// SPDX-License-Identifier: BUSL-1.1
// Copyright (c) 2026 Alfred Jean LLC

use std::sync::Arc;

use axum::extract::State;
use axum::http::{HeaderMap, Request, StatusCode};
use axum::middleware::Next;
use axum::response::{IntoResponse, Json, Response};

use crate::error::ErrorCode;
use crate::server::state::Store;

/// Constant-time string comparison, to avoid a timing side-channel on
/// token length/prefix.
fn constant_time_eq(a: &str, b: &str) -> bool {
    let a = a.as_bytes();
    let b = b.as_bytes();
    if a.len() != b.len() {
        return false;
    }
    let mut acc = 0u8;
    for (x, y) in a.iter().zip(b.iter()) {
        acc |= x ^ y;
    }
    acc == 0
}

/// Validate a Bearer token taken from `Authorization: Bearer <token>` or a
/// `?token=` query parameter. `Ok(())` when auth is disabled (`expected`
/// is `None`) or the supplied token matches.
pub fn validate_token(headers: &HeaderMap, query_token: Option<&str>, expected: Option<&str>) -> Result<(), ErrorCode> {
    let Some(expected) = expected else {
        return Ok(());
    };

    if let Some(token) = query_token {
        if constant_time_eq(token, expected) {
            return Ok(());
        }
    }

    if let Some(token) = headers
        .get(axum::http::header::AUTHORIZATION)
        .and_then(|v| v.to_str().ok())
        .and_then(|v| v.strip_prefix("Bearer "))
    {
        if constant_time_eq(token, expected) {
            return Ok(());
        }
    }

    Err(ErrorCode::Unauthorized)
}

/// Match an `Origin` header value against a comma-split set of glob
/// patterns where `*` matches any run of characters.
pub fn origin_allowed(origin: &str, patterns: &[String]) -> bool {
    patterns.iter().any(|p| glob_match(p, origin))
}

fn glob_match(pattern: &str, text: &str) -> bool {
    fn inner(pattern: &[u8], text: &[u8]) -> bool {
        match pattern.first() {
            None => text.is_empty(),
            Some(b'*') => {
                (0..=text.len()).any(|i| inner(&pattern[1..], &text[i..]))
            }
            Some(&p) => text.first().is_some_and(|&t| t == p) && inner(&pattern[1..], &text[1..]),
        }
    }
    inner(pattern.as_bytes(), text.as_bytes())
}

/// Middleware enforcing Bearer token auth on everything except `/ws`,
/// `/healthz`, and `/readyz`. The WebSocket upgrade validates its own
/// token and origin in [`crate::server::ws::ws_handler`], since it cannot
/// rely on a generic HTTP error response once upgraded.
pub async fn auth_layer(State(state): State<Arc<Store>>, req: Request<axum::body::Body>, next: Next) -> Response {
    let path = req.uri().path();
    if path == "/ws" || path == "/healthz" || path == "/readyz" {
        return next.run(req).await;
    }

    let query_token = req.uri().query().and_then(|q| {
        q.split('&')
            .find_map(|pair| pair.strip_prefix("token=").map(str::to_owned))
    });

    if let Err(code) = validate_token(req.headers(), query_token.as_deref(), state.config.auth_token.as_deref()) {
        return (
            code.http_status(),
            Json(serde_json::json!({"ok": false, "error": code.as_str()})),
        )
            .into_response();
    }

    next.run(req).await
}

pub fn unauthorized_response() -> Response {
    (
        StatusCode::UNAUTHORIZED,
        Json(serde_json::json!({"ok": false, "error": ErrorCode::Unauthorized.as_str()})),
    )
        .into_response()
}

#[cfg(test)]
#[path = "auth_tests.rs"]
mod tests;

■ AIM OF THE TASK ■
None of the records may be omitted; each is to be printed exactly.

■ RESPONSE BOX ■
// SPDX-License-Identifier: BUSL-1.1
// Copyright (c) 2026 Alfred Jean LLC

use std::sync::Arc;

use axum::extract::State;
use axum::http::{HeaderMap, Request, StatusCode};
use axum::middleware::Next;
use axum::response::{IntoResponse, Json, Response};

use crate::error::ErrorCode;
use crate::server::state::Store;

/// Constant-time string comparison, to avoid a timing side-channel on
/// token length/prefix.
fn constant_time_eq(a: &str, b: &str) -> bool {
    let a = a.as_bytes();
    let b = b.as_bytes();
    if a.len() != b.len() {
        return false;
    }
    let mut acc = 0u8;
    for (x, y) in a.iter().zip(b.iter()) {
        acc |= x ^ y;
    }
    acc == 0
}

/// Validate a Bearer token taken from `Authorization: Bearer <token>` or a
/// `?token=` query parameter. `Ok(())` when auth is disabled (`expected`
/// is `None`) or the supplied token matches.
pub fn validate_token(headers: &HeaderMap, query_token: Option<&str>, expected: Option<&str>) -> Result<(), ErrorCode> {
    let Some(expected) = expected else {
        return Ok(());
    };

    if let Some(token) = query_token {
        if constant_time_eq(token, expected) {
            return Ok(());
        }
    }

    if let Some(token) = headers
        .get(axum::http::header::AUTHORIZATION)
        .and_then(|v| v.to_str().ok())
        .and_then(|v| v.strip_prefix("Bearer "))
    {
        if constant_time_eq(token, expected) {
            return Ok(());
        }
    }

    Err(ErrorCode::Unauthorized)
}

/// Match an `Origin` header value against a comma-split set of glob
/// patterns where `*` matches any run of characters.
pub fn origin_allowed(origin: &str, patterns: &[String]) -> bool {
    patterns.iter().any(|p| glob_match(p, origin))
}

fn glob_match(pattern: &str, text: &str) -> bool {
    fn inner(pattern: &[u8], text: &[u8]) -> bool {
        match pattern.first() {
            None => text.is_empty(),
            Some(b'*') => {
                (0..=text.len()).any(|i| inner(&pattern[1..], &text[i..]))
            }
            Some(&p) => text.first().is_some_and(|&t| t == p) && inner(&pattern[1..], &text[1..]),
        }
    }
    inner(pattern.as_bytes(), text.as_bytes())
}

/// Middleware enforcing Bearer token auth on everything except `/ws`,
/// `/healthz`, and `/readyz`. The WebSocket upgrade validates its own
/// token and origin in [`crate::server::ws::ws_handler`], since it cannot
/// rely on a generic HTTP error response once upgraded.
pub async fn auth_layer(State(state): State<Arc<Store>>, req: Request<axum::body::Body>, next: Next) -> Response {
    let path = req.uri().path();
    if path == "/ws" || path == "/healthz" || path == "/readyz" {
        return next.run(req).await;
    }

    let query_token = req.uri().query().and_then(|q| {
        q.split('&')
            .find_map(|pair| pair.strip_prefix("token=").map(str::to_owned))
    });

    if let Err(code) = validate_token(req.headers(), query_token.as_deref(), state.config.auth_token.as_deref()) {
        return (
            code.http_status(),
            Json(serde_json::json!({"ok": false, "error": code.as_str()})),
        )
            .into_response();
    }

    next.run(req).await
}

pub fn unauthorized_response() -> Response {
    (
        StatusCode::UNAUTHORIZED,
        Json(serde_json::json!({"ok": false, "error": ErrorCode::Unauthorized.as_str()})),
    )
        .into_response()
}

#[cfg(test)]
#[path = "auth_tests.rs"]
mod tests;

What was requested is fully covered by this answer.